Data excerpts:
+---+

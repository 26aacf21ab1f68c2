//! Free-space computation: boundary minus obstacles.
//!
//! Evaluates `union(boundary) - union(obstacles not ignored)` on a
//! uniform occupancy grid and traces the result into zero or more
//! disjoint polygons. The evaluation is conservative: a cell counts as
//! free only when its corners and center are inside the boundary and
//! its rectangle clears every active obstacle footprint (obstacle
//! footprints are convex). Accuracy is bounded by the cell size; the
//! computation is deterministic, so identical inputs yield identical
//! output.

use std::collections::HashSet;

use crate::geometry::{
    bounds, convex_overlap, point_in_polygon, Footprint, Point2,
};
use crate::grid::OccupancyGrid;

/// Default grid cell size in meters.
pub const DEFAULT_RESOLUTION: f64 = 0.1;

/// Polygons of unobstructed floor area, largest first. Obstacles whose
/// owner is in `ignore` are skipped. Free space is static for one
/// placement session: obstacles placed afterwards are not subtracted
/// unless this is called again.
pub fn free_space(
    boundary: &[Footprint],
    obstacles: &[Footprint],
    ignore: &HashSet<String>,
    resolution: f64,
) -> Vec<Vec<Point2>> {
    let all_points: Vec<Point2> = boundary
        .iter()
        .flat_map(|f| f.points.iter().copied())
        .collect();
    if all_points.len() < 3 {
        return Vec::new();
    }
    let (lo, hi) = bounds(&all_points);
    let active: Vec<&Footprint> = obstacles
        .iter()
        .filter(|f| !ignore.contains(&f.owner))
        .collect();
    tracing::debug!(
        obstacles = active.len(),
        ignored = obstacles.len() - active.len(),
        "computing free space"
    );

    let grid = OccupancyGrid::uniform(lo, hi, resolution, |cell_lo, cell_hi| {
        let samples = [
            cell_lo,
            Point2::new(cell_hi.x, cell_lo.y),
            cell_hi,
            Point2::new(cell_lo.x, cell_hi.y),
            Point2::new(
                (cell_lo.x + cell_hi.x) / 2.0,
                (cell_lo.y + cell_hi.y) / 2.0,
            ),
        ];
        let inside_boundary = samples.iter().all(|&p| {
            boundary.iter().any(|b| point_in_polygon(p, &b.points))
        });
        if !inside_boundary {
            return false;
        }
        let cell = [
            cell_lo,
            Point2::new(cell_hi.x, cell_lo.y),
            cell_hi,
            Point2::new(cell_lo.x, cell_hi.y),
        ];
        !active.iter().any(|o| convex_overlap(&cell, &o.points))
    });
    grid.outer_boundaries()
}

#[cfg(test)]
mod tests {
    use super::*;
    use crate::geometry::{polygon_area, rect_corners};

    fn square_boundary(half: f64) -> Vec<Footprint> {
        vec![Footprint::new(
            "room",
            rect_corners(0.0, 0.0, half, half, 0.0).to_vec(),
        )]
    }

    #[test]
    fn empty_obstacles_keeps_interior() {
        let free = free_space(
            &square_boundary(5.0),
            &[],
            &HashSet::new(),
            DEFAULT_RESOLUTION,
        );
        assert_eq!(free.len(), 1);
        let area = polygon_area(&free[0]);
        assert!(area > 95.0 && area <= 100.0 + 1e-9, "area {area}");
    }

    #[test]
    fn obstacle_splits_floor() {
        // Full-width vertical bar through the middle of the room.
        let bar = Footprint::new(
            "divider",
            rect_corners(0.0, 0.0, 0.5, 6.0, 0.0).to_vec(),
        );
        let free = free_space(
            &square_boundary(5.0),
            &[bar],
            &HashSet::new(),
            DEFAULT_RESOLUTION,
        );
        assert_eq!(free.len(), 2);
        for poly in &free {
            let area = polygon_area(poly);
            assert!(area > 40.0 && area < 46.0, "area {area}");
        }
    }

    #[test]
    fn ignored_obstacle_not_subtracted() {
        let bar = Footprint::new(
            "divider",
            rect_corners(0.0, 0.0, 0.5, 6.0, 0.0).to_vec(),
        );
        let ignore: HashSet<String> =
            ["divider".to_string()].into_iter().collect();
        let free = free_space(
            &square_boundary(5.0),
            &[bar],
            &ignore,
            DEFAULT_RESOLUTION,
        );
        assert_eq!(free.len(), 1);
        assert!(polygon_area(&free[0]) > 95.0);
    }

    #[test]
    fn identical_inputs_identical_output() {
        let bar = Footprint::new(
            "divider",
            rect_corners(2.0, 0.0, 0.4, 2.0, 0.3).to_vec(),
        );
        let a = free_space(
            &square_boundary(5.0),
            std::slice::from_ref(&bar),
            &HashSet::new(),
            DEFAULT_RESOLUTION,
        );
        let b = free_space(
            &square_boundary(5.0),
            std::slice::from_ref(&bar),
            &HashSet::new(),
            DEFAULT_RESOLUTION,
        );
        assert_eq!(a.len(), b.len());
        for (pa, pb) in a.iter().zip(&b) {
            assert_eq!(pa.len(), pb.len());
            for (va, vb) in pa.iter().zip(pb) {
                assert_eq!(va.x, vb.x);
                assert_eq!(va.y, vb.y);
            }
        }
    }

    #[test]
    fn no_boundary_no_free_space() {
        let free =
            free_space(&[], &[], &HashSet::new(), DEFAULT_RESOLUTION);
        assert!(free.is_empty());
    }
}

+---+

What you have to do ->
A count is all that should be returned: the number of lines in these records containing the string "owner".

Reply to the exercise ->
2